Tag Archives: Quicksilver

‘Quicksilver,’ by Dean Koontz

To create good fiction, you have to like people enough to want to write about the human condition—but close yourself alone in a room for a large part of your life to get the job done right. It’s as if a wrestler forsook the ring in favor of getting his own head in an armlock and slamming himself into walls for a few hours every day.

Dean Koontz’s umpteenth novel is Quicksilver. I wouldn’t put it on the highest tier of his works, but it’s quality, patented Koontz all the way through, and all the expected pleasures are present.

Quinn Quicksilver is a young man living in Phoenix. He is an orphan, found abandoned as a baby in a basket on a highway median and raised by loving nuns in an orphanage. Now he works as a writer for a small magazine, and is entirely unremarkable – except for a “strange magnetism” that sometimes draws him to locations where he finds valuable things.

So when, one day, he finds a couple of tough guys from a covert government agency sitting on either side of him in a diner, about to abduct him, he manages to escape out the back and successfully get away by car. Following his strange magnetism, he drives to an abandoned farm, where he’s just in time to rescue a kidnapped old man and his granddaughter – the most beautiful girl he’s ever seen. They’re grateful but not surprised by his arrival. They’ve been expecting him, they say. On top of that, they inform him that he’s going to marry the granddaughter. If they survive.

But first, they have a mission to complete. There’s a secret compound in the desert where a reclusive billionaire is running a sex cult. Joined by one further team member and a dog, they set their course to find the billionaire and rescue his victims.

Beautiful prose. Goofy humor. Action with a supernatural element. And the occasional moment of transcendence. That’s what we buy Koontz books for, and it’s all there in Quicksilver.

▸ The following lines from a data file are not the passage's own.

//! BitStore - Fixed-width packed boolean storage over 64-bit words.
//!
//! Every automaton keeps its state, scratch state, input and output as a
//! `BitStore`. The width is fixed at creation; a store of width `w` occupies
//! `ceil(w / 64)` words.
//!
//! # Design
//!
//! - Uses `BitVec<u64, Lsb0>` for storage (64-bit words, LSB-first ordering)
//! - Bit indexing: word_idx = bit_idx / 64, bit_offset = bit_idx % 64
//! - Padding bits past the width in the last word are always zero, so word
//!   comparison and word export are exact
//!
//! # Examples
//!
//! ```
//! use moorenet::BitStore;
//!
//! let mut bs = BitStore::new(70);
//! bs.set_bit(3);
//! bs.set_bit(65);
//! assert_eq!(bs.num_words(), 2);
//! assert_eq!(bs.words(), &[1 << 3, 1 << 1]);
//! ```

use crate::error::{MooreError, Result};
use bitvec::{order::Lsb0, vec::BitVec};

/// Word type for bit storage (64-bit unsigned integer)
pub type Word = u64;

/// Number of bits per word
pub const BITS_PER_WORD: usize = 64;

/// Maximum word value
const WORD_MAX: Word = Word::MAX;

/// Create bitmask with n bits set (from LSB)
#[inline(always)]
const fn bitmask(n: usize) -> Word {
    if n == 0 {
        0
    } else if n >= BITS_PER_WORD {
        WORD_MAX
    } else {
        WORD_MAX >> (BITS_PER_WORD - n)
    }
}

/// Number of words needed to hold `width` bits.
///
/// ```
/// use moorenet::bit_store::words_for;
///
/// assert_eq!(words_for(0), 0);
/// assert_eq!(words_for(64), 1);
/// assert_eq!(words_for(65), 2);
/// ```
#[inline(always)]
pub const fn words_for(width: usize) -> usize {
    width.div_ceil(BITS_PER_WORD)
}

/// Fixed-width packed bit array with word-level access.
///
/// All bit indices are 0-based. Bit accessors check bounds with
/// `debug_assert!` only; the engine validates ranges before touching a
/// store.
#[derive(Clone, Debug, Default)]
pub struct BitStore {
    /// Underlying bitvec storage with u64 words, LSB0 ordering
    bv: BitVec<u64, Lsb0>,
}

impl BitStore {
    /// Create a new BitStore with `width` bits, all initialized to 0.
    ///
    /// # Panics
    ///
    /// Aborts like any `Vec` allocation if memory is exhausted. Use
    /// [`BitStore::try_new`] to observe the failure instead.
    #[inline]
    pub fn new(width: usize) -> Self {
        Self {
            bv: BitVec::repeat(false, width),
        }
    }

    /// Create a new zeroed BitStore, reporting allocation failure as
    /// `OutOfMemory`.
    pub fn try_new(width: usize) -> Result<Self> {
        let num_words = words_for(width);
        let mut words: Vec<Word> = Vec::new();
        words.try_reserve_exact(num_words).map_err(|e| {
            MooreError::OutOfMemory(format!("bit store of {} bits: {}", width, e))
        })?;
        words.resize(num_words, 0);

        let mut bv = BitVec::from_vec(words);
        bv.truncate(width);
        Ok(Self { bv })
    }

    /// Create a BitStore of `width` bits from raw words.
    ///
    /// Fails with `InvalidArgument` if `words` is shorter than
    /// `words_for(width)`. Extra words and bits past `width` are ignored.
    pub fn from_words(width: usize, words: &[Word]) -> Result<Self> {
        let mut store = Self::try_new(width)?;
        store.copy_from_words(words)?;
        Ok(store)
    }

    /// Get total number of bits.
    #[inline(always)]
    pub fn num_bits(&self) -> usize {
        self.bv.len()
    }

    /// Get number of words.
    #[inline(always)]
    pub fn num_words(&self) -> usize {
        self.bv.as_raw_slice().len()
    }

    // =========================================================================
    // Single Bit Operations
    // =========================================================================

    /// Get bit at position `b`.
    #[inline]
    pub fn get_bit(&self, b: usize) -> bool {
        debug_assert!(b < self.bv.len(), "bit index {} out of bounds (length: {})", b, self.bv.len());
        self.bv[b]
    }

    /// Set bit at position `b` to 1.
    #[inline]
    pub fn set_bit(&mut self, b: usize) {
        self.assign_bit(b, true);
    }

    /// Clear bit at position `b` (set to 0).
    #[inline]
    pub fn clear_bit(&mut self, b: usize) {
        self.assign_bit(b, false);
    }

    /// Toggle bit at position `b` (0 -> 1, 1 -> 0).
    #[inline]
    pub fn toggle_bit(&mut self, b: usize) {
        debug_assert!(b < self.bv.len(), "bit index {} out of bounds (length: {})", b, self.bv.len());
        let current = self.bv[b];
        self.bv.set(b, !current);
    }

    /// Assign bit at position `b` to `val`.
    ///
    /// Leaves the word untouched when the bit already holds `val`.
    #[inline]
    pub fn assign_bit(&mut self, b: usize, val: bool) {
        debug_assert!(b < self.bv.len(), "bit index {} out of bounds (length: {})", b, self.bv.len());
        if self.bv[b] != val {
            self.bv.set(b, val);
        }
    }

    // =========================================================================
    // Bulk Operations
    // =========================================================================

    /// Clear all bits to 0.
    pub fn clear_all(&mut self) {
        self.bv.fill(false);
    }

    /// Count number of set bits.
    #[inline]
    pub fn num_set(&self) -> usize {
        self.bv.count_ones()
    }

    /// Get indices of all set bits in ascending order.
    pub fn get_acts(&self) -> Vec<usize> {
        self.bv.iter_ones().collect()
    }

    // =========================================================================
    // Word-Level Access
    // =========================================================================

    /// Get direct read-only access to word storage.
    #[inline(always)]
    pub fn words(&self) -> &[Word] {
        self.bv.as_raw_slice()
    }

    /// Overwrite the whole store from `src` words.
    ///
    /// Copies `num_words()` words and masks the padding of the last word.
    /// Fails with `InvalidArgument` if `src` is too short; the store is left
    /// untouched in that case.
    pub fn copy_from_words(&mut self, src: &[Word]) -> Result<()> {
        let num_words = self.num_words();
        if src.len() < num_words {
            return Err(MooreError::invalid(format!(
                "buffer holds {} words, {} bits need {}",
                src.len(),
                self.num_bits(),
                num_words
            )));
        }

        let num_bits = self.bv.len();
        let words = self.bv.as_raw_mut_slice();
        words.copy_from_slice(&src[..num_words]);

        if num_bits % BITS_PER_WORD != 0 {
            words[num_words - 1] &= bitmask(num_bits % BITS_PER_WORD);
        }
        Ok(())
    }

    /// Word-level copy from another store of the same width.
    ///
    /// # Panics
    ///
    /// Panics if the widths differ.
    #[inline]
    pub fn copy_from(&mut self, src: &BitStore) {
        assert_eq!(self.bv.len(), src.bv.len(), "BitStores must have same size");
        self.bv
            .as_raw_mut_slice()
            .copy_from_slice(src.bv.as_raw_slice());
    }
}

impl PartialEq for BitStore {
    /// Compare BitStores word by word.
    #[inline]
    fn eq(&self, other: &Self) -> bool {
        self.bv.len() == other.bv.len() && self.bv.as_raw_slice() == other.bv.as_raw_slice()
    }
}

impl Eq for BitStore {}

Also a lesson on theodicy and free will, at no extra charge.

‘Quicksilver,’ by Neal Stephenson

Someone suggested Neal Stephenson’s books to me, so I figured I’d give one a try. I decided on his historical series, The Baroque Cycle. The first novel is Quicksilver.

What shall I say about this book?

What I liked: Very well written. Witty. Good, interesting characters. Excellent historical research on view. A grand artistic vision undergirding all (which seems to be to give us a much-needed introduction to the history of the ideas that eventually produced digital computing).

The central character in Quicksilver is Dr. Daniel Waterhouse, a 17th Century Puritan and scientist. As a boy he watched Charles I being executed. As a young man he roomed with Isaac Newton at Cambridge and was involved with the beginnings of the Royal Society. Through him we observe the actions of the scientists who were inventing modern science, as well as the machinations of the court of Charles II.

Then the story takes a detour, and we follow the adventures of Jack Shaftoe, an English adventurer and mercenary, who rescues a beautiful harem slave, Eliza, at the siege of Vienna. Together with her he sets off on a journey across the German principalities toward the Netherlands, during which they become acquainted with the mathematician Leibniz.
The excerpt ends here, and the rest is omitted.